# Thread: there are some Jokes

1. ## Re: there are some Jokes

FIND OUT WHO TRULY IS YOUR ROLE MODEL.
DON'T SCROLL DOWN YET!!

FIRST, DO THE SIMPLE MATH BELOW, THEN SCROLL DOWN TO FIND

It's CRAZY how accurate this is!

1) Pick your favorite number between 1-8

2) Multiply by 3 then

4) Then again Multiply by 3 (I'll wait while you get
the calculator.....)

5 ) You'll get a 2 digit number.....

6 ) Add the digits together

Now Scroll down

.................

With that number, see who your ROLE MODEL is from the list
below:

1. Einstein

2. Lincoln

3. George Washington

4. Ronald Reagan

5. Bill Gates

6. Gandhi

7. Mother Teresa

8. JFK

9. qip

10. Barack Obama

I know... ..I just have that effect on people.....one day
you, too, can be like me.....Believe it!

also Stop picking different numbers!!

I AM YOUR HERO, JUST DEAL WITH IT!!!!!!

..p.s got this in an email thought it was cute

2. ## Re: there are some Jokes

Seen that one before but it STILL made me chuckle!

3. ## Re: there are some Jokes

A minister decided that a visual demonstration would add emphasis to
his Sunday sermon.

Four worms were placed into four separate jars.

The first worm was put into a container of alcohol.
The second worm was put into a container of cigarette smoke.
The third worm was put into a container of chocolate syrup.
The fourth worm was put into a container of good clean soil.

At the conclusion of the sermon, the Minister reported the following
results:

The first worm in alcohol - Dead.
The second worm in cigarette smoke - Dead
Third worm in chocolate syrup - Dead
Fourth worm in good clean soil - Alive.

So the Minister asked the congregation - What can you learn
from this demonstration?

Maxine was sitting in the back, quickly raised her hand and said,
"As long as you drink, smoke and eat chocolate, you won't have worms!'

That pretty much ended the service.

4. ## Re: there are some Jokes

Grandpa receives a letter in the mail stating he is being audited by the I.R.S.. He has an appointment to see an auditor the next day. He shows up with his lawyer.

The I.R.S. auditor says, "Sir, I'm not surprised that you showed up with an attorney. Let's see here. You are retired. You have no steady income, yet you live an extravagant lifestyle which you claim to pay for with your winnings from gambling. Sir, I'm not sure the I.R.S. finds that believable."

Grandpa responds, "I'm a great gambler, and I'll prove it." I'll bet you \$1,000 I can bite my own eye."

The auditor thinks that is impossible and takes the bet as a way to win the case. He says, "You're on."

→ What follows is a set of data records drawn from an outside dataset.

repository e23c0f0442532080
use clap::Parser;
use tracing::Level;

mod cli;
mod commands;

#[tokio::main]
async fn main() -> anyhow::Result<()> {
    let cli = cli::Cli::parse();
    let level = if cli.verbose { Level::DEBUG } else { Level::INFO };
    tracing_subscriber::fmt()
        .with_max_level(level)
        .with_writer(std::io::stderr)
        .init();
    commands::run_command(cli).await
}
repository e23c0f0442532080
use std::future::Future;
use std::sync::Arc;

use blobfs_store::{BlobStorage, FsBlobStore};
use tokio::net::TcpListener;
use tracing::{info, warn};

use crate::config::ServerConfig;
use crate::error::{ServerError, ServerResult};
use crate::handler::AppState;
use crate::router::build_router;

/// blobfs HTTP server.
pub struct BlobServer {
    config: ServerConfig,
    storage: Arc<dyn BlobStorage>,
}

impl BlobServer {
    /// Open the local store named by `config` and wrap it in a server.
    pub fn new(config: ServerConfig) -> ServerResult<Self> {
        let store = FsBlobStore::open(config.store.clone())?;
        Ok(Self::with_storage(config, Arc::new(store)))
    }

    /// Serve an already constructed backend, local or remote.
    pub fn with_storage(config: ServerConfig, storage: Arc<dyn BlobStorage>) -> Self {
        Self { config, storage }
    }

    pub fn config(&self) -> &ServerConfig {
        &self.config
    }

    /// Build the router (useful for testing).
    pub fn router(&self) -> axum::Router {
        let state = AppState::new(Arc::clone(&self.storage), self.config.mime_policy);
        build_router(state, self.config.max_body_size)
    }

    /// Bind the configured address and serve until Ctrl-C.
    pub async fn serve(self) -> ServerResult<()> {
        let listener = TcpListener::bind(&self.config.bind_addr).await?;
        self.serve_on(listener, shutdown_signal()).await
    }

    /// Serve on an existing listener until `shutdown` resolves.
    pub async fn serve_on<F>(self, listener: TcpListener, shutdown: F) -> ServerResult<()>
    where
        F: Future<Output = ()> + Send + 'static,
    {
        let app = self.router();
        info!("blobfs server listening on {}", listener.local_addr()?);
        axum::serve(listener, app)
            .with_graceful_shutdown(shutdown)
            .await
            .map_err(|e| ServerError::Internal(e.to_string()))?;
        info!("blobfs server stopped");
        Ok(())
    }
}

async fn shutdown_signal() {
    if let Err(e) = tokio::signal::ctrl_c().await {
        warn!(error = %e, "cannot listen for Ctrl-C; running until killed");
        std::future::pending::<()>().await;
    }
    info!("shutdown signal received");
}
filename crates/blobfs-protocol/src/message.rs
use blobfs_types::{BlobError, ErrorKind};
use serde::{Deserialize, Serialize};

pub const PROTOCOL_VERSION: u32 = 1;

/// JSON body of every error response.
#[derive(Clone, Debug, PartialEq, Eq, Serialize, Deserialize)]
pub struct ErrorBody {
    pub kind: ErrorKind,
    pub message: String,
}

impl ErrorBody {
    /// Rebuild the error this body describes.
    pub fn into_error(self) -> BlobError {
        BlobError::from_kind(self.kind, self.message)
    }
}

impl From<&BlobError> for ErrorBody {
    fn from(err: &BlobError) -> Self {
        Self {
            kind: err.kind(),
            message: err.detail(),
        }
    }
}

/// Successful response to a Set (PUT) request.
#[derive(Clone, Copy, Debug, PartialEq, Eq, Serialize, Deserialize)]
pub struct SetResponse {
    pub written: u64,
}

Grandpa takes out his glass eye and bites it. The auditor's jaw drops.

Grandpa says, "Now I'll bet you \$2,000 I can bite my other eye."

The I.R.S. auditor thinks about it for a minute. After realizing Grandpa isn't blind and can't have another glass eye, he takes the bet. Grandpa takes out his dentures and bites his good eye. The I.R.S. auditor gets really nervous as he's losing his case and is out \$3,000.

Grandpa says, "Let's make this interesting. Want to go double or nothing? I'll bet you \$6,000 I can pee from one side of your desk to the other, the long way, getting all the liquid in the trash can on the other side, without a drop landing anywhere in between."

The I.R.S. auditor takes a look at the distance and thinks Grandpa has no chance of making it. He takes the bet. Grandpa aims and shoots, but no matter how hard he tries, he can't quite get the stream to reach the trash can, so he pretty much pees all over the auditor's desk. The I.R.S. auditor jumps for joy after realizing he turned a major loss into a great victory. Grandpa's lawyer drops his head and puts his head in his hands.

The I.R.S. auditor asks the lawyer "What's wrong."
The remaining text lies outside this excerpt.